南極地域観測第Ⅶ期計画 [1]

1.はじめに
 南極地域は、人間活動の活発な地域から最も遠く、その影響が極めて少ないことから、地球環境の現状を理解するために人為起源のノイズが極めて少ない良好な大気、海洋、生物などのデータを収集できる地球上で唯一残されたフィールドである。
 我が国の南極地域観測事業は、第3回国際極年(International Polar Year,IPY)の観測範囲を全地球規模に拡大した国際地球観測年(International Geophysical Year,IGY)を契機に開始された。昭和31年秋に最初の観測隊を派遣してから、平成18年秋には50年が経過しようとしている。この間、日本の南極観測は、オゾンホールや大量の隕石の発見、オーロラの発生メカニズムや氷床コアによる過去32万年の気候変動の解明等、大きな科学的成果を上げてきた。また、我が国は、南極地域における科学観測を中心とする平和的利用をうたった南極条約の原署名国(12カ国)の一員であり、南極条約協議国(28カ国)の主要なメンバーである。従って、我が国は、学術研究面だけでなく、南極地域における様々な国際的活動において重要な役割を担い、国際貢献を行う大きな責務を持っている。
 このように我が国の南極地域観測事業は、約50年にわたり実施され、大きな成果を挙げてきたが、中核的実施機関である国立極地研究所が法人化し、平成16年4月より、大学共同利用機関法人情報・システム研究機構国立極地研究所(以下、「国立極地研究所」という。)となった。また、法人化を契機に、これまで国家公務員で構成された南極地域観測隊は、多様な人材の参加に道を開くことになった。
 一方、IGYから50年後となる平成19年3月~平成21年3月には、国際極年2007-2008(IPY2007-2008)が計画されている。我が国も様々な国際共同観測に参加し、太陽系を含めた地球史の理解とともに、全人類に共通の地球環境問題に重要な役割を果たすことができる。さらに、平成21年度には「しらせ」の後継船である新南極観測船(以下、「後継船」という。)の就航が予定されており、我が国の南極観測は新たな時代を迎えることになる。こうした状況の下で、将来にわたって本事業を推進していくためには、観測成果のさらなる向上のための取組みとともに、国民の理解と支援を得るための一層の努力が必要である。そのためには、これまでも、南極地域観測事業の推進に当たっては、極域科学関係のコミュニティーとの意見交換の上に行ってきたが、観測事業計画の策定において、公開性と透明性を一層確保するとともに、国としての戦略を明確に示すことが重要である。

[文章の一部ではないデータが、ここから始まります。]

//! H02 protocol (ASCII, `*...#` framed).
//!
//! Report shape: `*HQ,<id>,V1,HHMMSS,<A|V>,DDMM.mmmm,<N|S>,DDDMM.mmmm,
//! <E|W>,<speed knots>,<course>,DDMMYY,<status hex>#`. The status word is
//! active-low: a cleared bit raises the matching flag.

use chrono::{NaiveDate, NaiveTime, TimeZone, Utc};

use domain::models::{keys, Command, CommandType, DecodedPosition, Device};
use shared::geodesy::KNOTS_TO_KMH;

use super::{CommandEncodeError, Decoded, DecodeContext, DecodeError, FrameOutcome, Protocol};

pub const PROTOCOL_NAME: &str = "h02";

/// H02 protocol handler.
#[derive(Debug, Default)]
pub struct H02Protocol;

impl H02Protocol {
    pub fn new() -> Self {
        Self
    }

    /// Converts `DDMM.mmmm` (or `DDDMM.mmmm`) plus hemisphere into degrees.
    fn coordinate(value: &str, hemisphere: &str) -> Result<f64, DecodeError> {
        let dot = value
            .find('.')
            .ok_or_else(|| DecodeError::BadFrame(format!("bad coordinate {}", value)))?;
        if dot < 3 {
            return Err(DecodeError::BadFrame(format!("bad coordinate {}", value)));
        }
        let degrees: f64 = value[..dot - 2]
            .parse()
            .map_err(|_| DecodeError::BadFrame(format!("bad coordinate {}", value)))?;
        let minutes: f64 = value[dot - 2..]
            .parse()
            .map_err(|_| DecodeError::BadFrame(format!("bad coordinate {}", value)))?;
        let result = degrees + minutes / 60.0;
        match hemisphere {
            "N" | "E" => Ok(result),
            "S" | "W" => Ok(-result),
            other => Err(DecodeError::BadFrame(format!("bad hemisphere {}", other))),
        }
    }

    fn apply_status(position: &mut DecodedPosition, status: u32) {
        position
            .attributes
            .set(keys::IGNITION, status & (1 << 10) == 0);
        let alarm = if status & (1 << 1) == 0 {
            Some("sos")
        } else if status & 1 == 0 {
            Some("vibration")
        } else if status & (1 << 2) == 0 {
            Some("overspeed")
        } else if status & (1 << 3) == 0 {
            Some("powerCut")
        } else {
            None
        };
        if let Some(alarm) = alarm {
            position.attributes.set(keys::ALARM, alarm);
        }
    }
}

impl Protocol for H02Protocol {
    fn name(&self) -> &'static str {
        PROTOCOL_NAME
    }

    fn frame(&self, buf: &[u8], max_frame_len: usize) -> FrameOutcome {
        if buf.is_empty() {
            return FrameOutcome::NeedMore;
        }
        if buf[0] != b'*' {
            return FrameOutcome::Bad { discard: 1 };
        }
        match buf.iter().position(|&b| b == b'#') {
            Some(end) => FrameOutcome::Frame { len: end + 1 },
            None if buf.len() > max_frame_len => FrameOutcome::Bad { discard: buf.len() },
            None => FrameOutcome::NeedMore,
        }
    }

    fn decode(&self, frame: &[u8], ctx: &mut DecodeContext) -> Result<Decoded, DecodeError> {
        let text = std::str::from_utf8(frame)
            .map_err(|_| DecodeError::BadFrame("frame is not ASCII".to_string()))?
            .trim_start_matches('*')
            .trim_end_matches('#');
        let parts: Vec<&str> = text.split(',').collect();
        if parts.len() < 3 {
            return Err(DecodeError::BadFrame("too few fields".to_string()));
        }

        let unique_id = parts[1].to_string();
        ctx.unique_id = Some(unique_id.clone());

        match parts[2] {
            "V1" => {
                if parts.len() < 13 {
                    return Err(DecodeError::BadFrame(format!(
                        "V1 report has {} fields, expected 13",
                        parts.len()
                    )));
                }
                let mut position = DecodedPosition::new(unique_id, PROTOCOL_NAME);

                let time = NaiveTime::parse_from_str(parts[3], "%H%M%S")
                    .map_err(|e| DecodeError::BadFrame(format!("bad time {}: {}", parts[3], e)))?;
                let date = NaiveDate::parse_from_str(parts[11], "%d%m%y")
                    .map_err(|e| DecodeError::BadFrame(format!("bad date {}: {}", parts[11], e)))?;
                let fix_time = Utc.from_utc_datetime(&date.and_time(time));
                position.fix_time = Some(fix_time);
                position.device_time = Some(fix_time);

                position.valid = parts[4] == "A";
                position.latitude = Self::coordinate(parts[5], parts[6])?;
                position.longitude = Self::coordinate(parts[7], parts[8])?;
                let knots: f64 = parts[9]
                    .parse()
                    .map_err(|_| DecodeError::BadFrame(format!("bad speed {}", parts[9])))?;
                position.speed = Some(knots * KNOTS_TO_KMH);
                position.course = parts[10].parse().ok();

                if let Ok(status) = u32::from_str_radix(parts[12], 16) {
                    Self::apply_status(&mut position, status);
                }
                Ok(Decoded::Positions(vec![position]))
            }
            // Heartbeat subtype used by several firmware revisions.
            "XT" | "V0" => Ok(Decoded::Heartbeat { reply: None }),
            other => Err(DecodeError::UnsupportedKind(other.to_string())),
        }
    }

    fn encode_command(
        &self,
        command: &Command,
        device: &Device,
    ) -> Result<Vec<u8>, CommandEncodeError> {
        let body = match command.command_type {
            CommandType::PositionSingle => "D1".to_string(),
            CommandType::Custom => command
                .parameters
                .get("data")
                .and_then(domain::models::Value::as_str)
                .ok_or(CommandEncodeError::MissingParameter("data"))?,
            other => return Err(CommandEncodeError::Unsupported(other)),
        };
        Ok(format!("*HQ,{},{}#", device.unique_id, body).into_bytes())
    }
}

#[cfg(test)]
mod tests {
    use super::*;
    use chrono::Timelike;

    const SAMPLE: &str =
        "*HQ,4209951296,V1,124433,A,2212.8745,N,11346.6574,E,14.28,028,220925,FFFFFBFF#";

    fn protocol() -> H02Protocol {
        H02Protocol::new()
    }

    fn decode_positions(text: &str) -> Vec<DecodedPosition> {
        let mut ctx = DecodeContext::default();
        match protocol().decode(text.as_bytes(), &mut ctx).unwrap() {
            Decoded::Positions(p) => p,
            other => panic!("unexpected decode: {:?}", other),
        }
    }

    #[test]
    fn test_framer() {
        let p = protocol();
        assert_eq!(
            p.frame(SAMPLE.as_bytes(), 2048),
            FrameOutcome::Frame { len: SAMPLE.len() }
        );
        assert_eq!(p.frame(&SAMPLE.as_bytes()[..20], 2048), FrameOutcome::NeedMore);
        assert_eq!(p.frame(b"garbage*HQ", 2048), FrameOutcome::Bad { discard: 1 });
    }

    #[test]
    fn test_decode_v1_report() {
        let positions = decode_positions(SAMPLE);
        assert_eq!(positions.len(), 1);
        let p = &positions[0];
        assert_eq!(p.unique_id, "4209951296");
        assert!(p.valid);
        assert!((p.latitude - 22.214575).abs() < 0.0001);
        assert!((p.longitude - 113.777623).abs() < 0.0001);
        // 14.28 knots to km/h.
        assert!((p.speed.unwrap() - 26.446).abs() < 0.01);
        assert_eq!(p.course, Some(28.0));
        assert_eq!(p.fix_time.unwrap().hour(), 12);
    }

    #[test]
    fn test_decode_southern_western_hemispheres() {
        let frame =
            "*HQ,4209951296,V1,124433,A,0350.6288,S,03836.9285,W,0.00,000,220925,FFFFFBFF#";
        let p = &decode_positions(frame)[0];
        assert!(p.latitude < 0.0);
        assert!(p.longitude < 0.0);
        assert!((p.latitude + 3.843813).abs() < 0.0001);
        assert!((p.longitude + 38.615475).abs() < 0.0001);
    }

    #[test]
    fn test_status_word_ignition_active_low() {
        // Bit 10 cleared: ignition on.
        let frame = "*HQ,1,V1,124433,A,2212.8745,N,11346.6574,E,0.00,000,220925,FFFFFBFF#";
        let p = &decode_positions(frame)[0];
        assert!(p.attributes.bool_of(keys::IGNITION, false));

        // All bits set: ignition off, no alarms.
        let frame = "*HQ,1,V1,124433,A,2212.8745,N,11346.6574,E,0.00,000,220925,FFFFFFFF#";
        let p = &decode_positions(frame)[0];
        assert!(!p.attributes.bool_of(keys::IGNITION, true));
        assert!(!p.attributes.contains(keys::ALARM));
    }

    #[test]
    fn test_status_word_sos() {
        // Bit 1 cleared raises the SOS alarm.
        let frame = "*HQ,1,V1,124433,A,2212.8745,N,11346.6574,E,0.00,000,220925,FFFFFFFD#";
        let p = &decode_positions(frame)[0];
        assert_eq!(p.attributes.str_of(keys::ALARM, ""), "sos");
    }

    #[test]
    fn test_decode_invalid_fix_flag() {
        let frame = "*HQ,1,V1,124433,V,2212.8745,N,11346.6574,E,0.00,000,220925,FFFFFFFF#";
        let p = &decode_positions(frame)[0];
        assert!(!p.valid);
    }

    #[test]
    fn test_decode_heartbeat() {
        let mut ctx = DecodeContext::default();
        let decoded = protocol().decode(b"*HQ,4209951296,XT#", &mut ctx).unwrap();
        assert_eq!(decoded, Decoded::Heartbeat { reply: None });
        assert_eq!(ctx.unique_id.as_deref(), Some("4209951296"));
    }

    #[test]
    fn test_decode_unsupported_kind() {
        let mut ctx = DecodeContext::default();
        let result = protocol().decode(b"*HQ,4209951296,NBR,x#", &mut ctx);
        assert_eq!(result, Err(DecodeError::UnsupportedKind("NBR".to_string())));
    }

    #[test]
    fn test_decode_bad_coordinate() {
        let mut ctx = DecodeContext::default();
        let frame = "*HQ,1,V1,124433,A,garbage,N,11346.6574,E,0.00,000,220925,FFFFFFFF#";
        assert!(matches!(
            protocol().decode(frame.as_bytes(), &mut ctx),
            Err(DecodeError::BadFrame(_))
        ));
    }

    #[test]
    fn test_encode_command_round_trips_through_framer() {
        let now = Utc::now();
        let command = Command {
            id: 1,
            device_id: 7,
            user_id: 1,
            command_type: CommandType::PositionSingle,
            priority: domain::models::CommandPriority::Normal,
            status: domain::models::CommandStatus::Queued,
            parameters: domain::models::AttributeBag::new(),
            raw_command: None,
            text_channel: false,
            queued_at: None,
            sent_at: None,
            delivered_at: None,
            executed_at: None,
            failed_at: None,
            retry_count: 0,
            max_retries: 3,
            expires_at: None,
            response: None,
            error_message: None,
            created_at: now,
            updated_at: now,
        };
        let device = Device {
            id: 7,
            unique_id: "4209951296".to_string(),
            name: "t".to_string(),
            status: domain::models::DeviceStatus::Online,
            last_update: None,
            group_id: None,
            phone: None,
            calendar_id: None,
            expiration_time: None,
            disabled: false,
            accumulators: Default::default(),
            attributes: domain::models::AttributeBag::new(),
        };
        let bytes = protocol().encode_command(&command, &device).unwrap();
        assert_eq!(bytes, b"*HQ,4209951296,D1#");
        assert_eq!(
            protocol().frame(&bytes, 2048),
            FrameOutcome::Frame { len: bytes.len() }
        );
    }
}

また、観測成果を国民にわかりやすく発信し、国民全体の財産として共有していくことが重要である。
 これらのことに鑑み、南極地域観測統合推進本部(以下、「本部」という。)は、基本問題委員会を設置し、総合科学技術会議における指摘事項(「南極地域観測事業」について(平成15年11月))を踏まえつつ、今後の南極地域観測事業の発展に資するため、南極地域観測事業について必要な改革の検討を行った。検討課題の一つである「南極地域観測事業計画策定の今後の基本的な在り方」を受けて、中期的な計画策定に当たっては、本部の下に観測事業計画検討委員会を設置することとした。この委員会は、計画策定過程の透明性や戦略性を確保する観点から、極域科学の関係者のみならず、関連学会、産業界、国際政治関係者等、幅広い有識者から構成されている。
 本計画は、平成18年度から始まる南極地域観測第7期計画について、国立極地研究所及び定常観測担当諸機関の提案を、観測事業計画検討委員会がとりまとめたものである。